Dopo la Camera, anche il Senato ha approvato all’unanimità la proposta di legge sulla parità di stipendio tra donne e uomini. Due esperte ci spiegano qui perché questa norma è importante. Partendo da una premessa: il mercato del lavoro per noi è particolarmente scivoloso. Fatichiamo a entrarci (lavora meno di 1 donna su 2), ne usciamo velocemente quando diventiamo madri ma, dopo, difficilmente rientriamo. E anche chi ha un impiego di solito percepisce una busta paga più leggera di quella dei colleghi.
Da dove nasce la disuguaglianza di genere nei salari
«I contratti di lavoro non prevedono disparità di genere nei salari» chiarisce Linda Laura Sabbadini, direttrice centrale dell’Istat e a capo di W20, (Women 20), il gruppo di esperte che elabora proposte sull’uguaglianza di genere ai leader dei Paesi del G20 che si riuniscono a Roma a fine mese. «Nel percorso professionale le donne però incontrano vari ostacoli, più o meno subdoli, che le portano ad avere una pensione fino al 40% inferiore». Questi ostacoli sono già all’ingresso: «Le donne iniziano a lavorare più tardi perché molte hanno una formazione umanistica: sul mercato ci sono meno posti in quelle discipline e sono posti di solito poco remunerativi».
Ma come non ci basta essere più brave a scuola per essere assunte, così non ci basterebbe avere tutte in tasca una laurea Stem (cioè in materie tecnico-scientifiche) per essere pagate quanto i maschi. Come rileva l’Ossservatorio sui Conti pubblici dell’Università Cattolica di Milano, a 5 anni dalla laurea il divario di stipendio tra uomini e donne in generale sfiora i 300 euro. Se guardiamo alle Stem è comunque elevato: da Medicina con un gap di 100 euro fino all’Ict (Information and Communication Technology), dove la differenza retributiva arriva a 250 euro. «Un’altra scure sullo stipendio è quella del part time: lo scelgono soprattutto le donne per dedicarsi ai figli o ai genitori anziani. Queste attività di cura le portano ad avere meno potere contrattuale: le dipendenti al datore di lavoro chiedono flessibilità anziché aumenti di stipendio o migliori qualifiche».
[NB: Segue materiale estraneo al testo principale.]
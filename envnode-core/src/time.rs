//! Time handling for the node
//!
//! The core never reads a clock itself: every `Reading` arrives stamped by the
//! acquisition collaborator. This module only fixes the timestamp unit and
//! offers a clock abstraction for the collaborators and tests that produce
//! readings.

/// Timestamp in milliseconds since device boot (monotonic)
pub type Timestamp = u64;

/// Source of time for the acquisition side
pub trait TimeSource {
    /// Get current timestamp in milliseconds
    fn now(&self) -> Timestamp;
}

/// Manually advanced clock for host simulation and tests
#[derive(Debug, Clone, Default)]
pub struct MockTimeSource {
    timestamp: Timestamp,
}

impl MockTimeSource {
    /// Clock reading `start`
    pub fn new(start: Timestamp) -> Self {
        Self { timestamp: start }
    }

    /// Jumps to `timestamp`
    pub fn set(&mut self, timestamp: Timestamp) {
        self.timestamp = timestamp;
    }

    /// Moves forward by `ms`, saturating
    pub fn advance(&mut self, ms: u64) {
        self.timestamp = self.timestamp.saturating_add(ms);
    }
}

impl TimeSource for MockTimeSource {
    fn now(&self) -> Timestamp {
        self.timestamp
    }
}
Cosa prevede la legge appena approvata
La legge appena approvata dal Parlamento impone nuovi obblighi alle aziende: quelle con almeno 50 dipendenti devono redigere un rapporto sulla situazione del loro personale in merito a salari, reclutamento, posizioni e opportunità di carriera.
Viene anche introdotta la Certificazione della parità di genere, un attestato che dovrà valutare le misure adottate dai datori di lavoro per ridurre il divario. «Lo scopo è spingere le aziende alla trasparenza e alla condivisione dei dati per poter poi promuovere azioni mirate» commenta Paola Profeta, professoressa di Economia delle finanze e direttrice di AXA Research Lab on Gender Equality dell’università Bocconi di Milano e autrice di Parità di genere e politiche pubbliche. Misurare il progresso in Europa (Bocconi editore – Egea).
A chi ispirarci: l’Islanda
«Il Paese con la legislazione più avanzata in questo campo è l’Islanda che da anni ha introdotto anche la Certificazione della parità di genere e i risultati sono tangibili: svetta al top della classifica sul gender gap elaborata dal World Economic Forum» spiega Paola Profeta.
Di strada da fare ne abbiamo ancora tanta. «Una legge non può bastare a correggere differenze salariali così profonde come quelle che si registrano in Italia» dice Linda Laura Sabbadini. «Ma può dare una spinta a un circolo virtuoso. Certo, poi devono prevedersi strutture come gli asili per permettere alle famiglie di avere figli ed entrambi i genitori al lavoro. E serve una grande operazione sul piano culturale, dove si annidano saldamente ancora troppi pregiudizi che penalizzano le donne e le loro opportunità di carriera».